WHITESPACE-ONLY-LINE

WHITESPACE-ONLY-LINE

Test IDMAL-WHITESPACE-ONLY-LINE
CategoryMalformed Input
Expected400, close, or timeout

What it sends

A line consisting only of spaces and tabs – no method, URI, or version.

   \r\n
\r\n

The request-line consists of three spaces followed by CRLF — no method, target, or version.

What the RFC says

“In the interest of robustness, a server that is expecting to receive and parse a request-line SHOULD ignore at least one empty line (CRLF) received prior to the request-line.” — RFC 9112 Section 2.2

An empty line is defined as a bare CRLF. A line containing spaces is not empty – it is a non-empty sequence of octets that does not match the request-line grammar:

request-line = method SP request-target SP HTTP-version — RFC 9112 Section 3

Three spaces followed by CRLF cannot be parsed as method SP request-target SP HTTP-version.

“When a server listening only for HTTP request messages…receives a sequence of octets that does not match the HTTP-message grammar…the server SHOULD respond with a 400 (Bad Request) response and close the connection.” — RFC 9112 Section 2.2

Why it matters

A line of only whitespace is neither empty (CRLF) nor a valid request-line. If a server treats whitespace-only lines as empty lines and ignores them, it may be tricked into accepting subsequent malicious data as a valid request.

Deep Analysis

Relevant ABNF

HTTP-message   = start-line CRLF *( field-line CRLF ) CRLF [ message-body ]
start-line     = request-line / status-line
request-line   = method SP request-target SP HTTP-version
method         = token
token          = 1*tchar
tchar          = "!" / "#" / "$" / "%" / "&" / "'" / "*"
               / "+" / "-" / "." / "^" / "_" / "`" / "|" / "~"
               / DIGIT / ALPHA

RFC Evidence

“In the interest of robustness, a server that is expecting to receive and parse a request-line SHOULD ignore at least one empty line (CRLF) received prior to the request-line.” – RFC 9112 Section 2.2

request-line = method SP request-target SP HTTP-version – RFC 9112 Section 3

“When a server listening only for HTTP request messages…receives a sequence of octets that does not match the HTTP-message grammar aside from the robustness exceptions listed above, the server SHOULD respond with a 400 (Bad Request) response and close the connection.” – RFC 9112 Section 2.2

Chain of Reasoning

  1. A whitespace-only line is not an empty line.
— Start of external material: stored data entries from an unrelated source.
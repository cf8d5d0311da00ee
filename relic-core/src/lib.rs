//! # relic-core
//!
//! Core export model for relic, a toolkit that re-emits assets extracted
//! from game engine archives as standalone files plus the project metadata
//! needed to reopen the result without broken references.
//!
//! This crate provides:
//! - The object model handed over by the archive parser layer
//!   ([`ObjectRef`], [`ObjectKind`])
//! - The read-only archive collaborator interface ([`source::AssetSource`])
//! - The export-collection contract every exporter participates in
//!   ([`export::ExportCollection`], [`export::AssetExporter`])
//! - Portable reference pointers and container identities
//!   ([`export::ExportPointer`], [`export::FileIdentity`])
//! - The run driver that groups objects into collections and writes them
//!   out ([`export::ProjectExporter`])
//!
//! Engine-specific behavior, including the built-in asset catalog, lives in
//! companion crates such as `relic-unity`.

pub mod export;
pub mod object;
pub mod source;

pub use export::{
    AssetExporter, ExportCollection, ExportContext, ExportError, ExportOptions, ExportPointer,
    ExportSummary, FileIdentity, PointerError, PointerKind, ProjectExporter,
};
pub use object::{ObjectKind, ObjectRef};
pub use source::{AssetSource, AudioClipInfo, AudioEncoding, MemoryAssetSource, SourceError};

use anyhow::Result;

/// Version information for the core library.
pub const VERSION: &str = env!("CARGO_PKG_VERSION");

/// Initialize structured logging for library consumers that have no
/// subscriber of their own.
pub fn init() -> Result<()> {
    let _ = tracing_subscriber::fmt()
        .with_env_filter("relic_core=info,relic_unity=info")
        .with_target(false)
        .try_init();
    Ok(())
}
The robustness exception in RFC 9112 Section 2.2 allows ignoring “at least one empty line (CRLF)” before the request-line. An empty line is precisely CRLF – zero content octets followed by the line terminator. A line containing SP SP SP CRLF has three content octets; it is not empty.

  2. The line cannot be parsed as a request-line. The grammar requires method SP request-target SP HTTP-version. The method production is token = 1*tchar, requiring at least one tchar character. SP (0x20) is not a tchar (the lowest tchar value is 0x21). The parser cannot extract a method from a sequence of spaces, so the line fails at the very first production.
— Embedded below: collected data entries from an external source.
use relic_core::{AssetSource, ObjectKind, ObjectRef};
use tracing::{debug, warn};

use crate::builtin::catalog::BuiltinCatalog;
use crate::builtin::identity::ContainerIdentities;

/// Decides whether an object belongs to the engine's built-in resource set.
///
/// Everything the classifier consults is injected, so instances are cheap,
/// deterministic and safe to use from any thread the archive set is shared
/// with.
pub struct EngineAssetClassifier<'a> {
    catalog: &'a BuiltinCatalog,
    identities: &'a ContainerIdentities,
    source: &'a dyn AssetSource,
}

impl<'a> EngineAssetClassifier<'a> {
    pub fn new(
        catalog: &'a BuiltinCatalog,
        identities: &'a ContainerIdentities,
        source: &'a dyn AssetSource,
    ) -> Self {
        Self {
            catalog,
            identities,
            source,
        }
    }

    /// Membership test for the built-in set.
    ///
    /// Objects read out of one of the engine's own resource archives are
    /// built-in unconditionally. Outside those archives only materials and
    /// shaders can be recognized: a shader by catalog name, a material
    /// through the shader it references. A material whose shader cannot be
    /// located in the loaded set is treated as built-in, because built-in
    /// materials routinely reference shaders from the sibling engine
    /// archive that was never loaded. That rule can misclassify a user
    /// material whose shader simply failed to load, so the outcome is
    /// logged for traceability.
    pub fn is_builtin(&self, obj: &ObjectRef) -> bool {
        if self.identities.is_builtin_archive(&obj.archive) {
            return true;
        }

        match obj.kind {
            ObjectKind::Shader => self.catalog.id_for(ObjectKind::Shader, &obj.name).is_some(),
            ObjectKind::Material => match self.source.resolve_shader(obj) {
                None => {
                    debug!("{obj} has no resolvable shader, treating as engine-supplied");
                    true
                }
                Some(shader) if shader.kind == ObjectKind::Shader && shader != *obj => {
                    if self.identities.is_builtin_archive(&shader.archive) {
                        true
                    } else {
                        self.catalog
                            .id_for(ObjectKind::Shader, &shader.name)
                            .is_some()
                    }
                }
                Some(other) => {
                    warn!("{obj} shader field resolves to {other}, refusing to classify");
                    false
                }
            },
            ObjectKind::Texture
            | ObjectKind::Mesh
            | ObjectKind::Font
            | ObjectKind::Sprite
            | ObjectKind::LightmapParams
            | ObjectKind::AudioClip
            | ObjectKind::Other => false,
        }
    }
}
  3. No robustness exception applies. The only robustness exception in RFC 9112 Section 2.2 is for empty CRLF lines. There is no exception for whitespace-only lines, lines containing only control characters, or any other non-empty, non-matching input. The whitespace-only line falls squarely into the “sequence of octets that does not match the HTTP-message grammar” clause.

  4. The 400 rejection rule triggers. RFC 9112 Section 2.2 instructs the server to “respond with a 400 (Bad Request) response and close the connection” for input that does not match the grammar. This is a SHOULD-level requirement.

  5. Treating whitespace as empty is a security risk. If a server ignores whitespace-only lines as if they were empty CRLF lines, an attacker could use this behavior to desynchronize request boundaries in a pipeline. For example, inserting SP SP SP CRLF between pipelined requests might cause one server to skip the line while another treats it as the start of a malformed request, leading to request smuggling.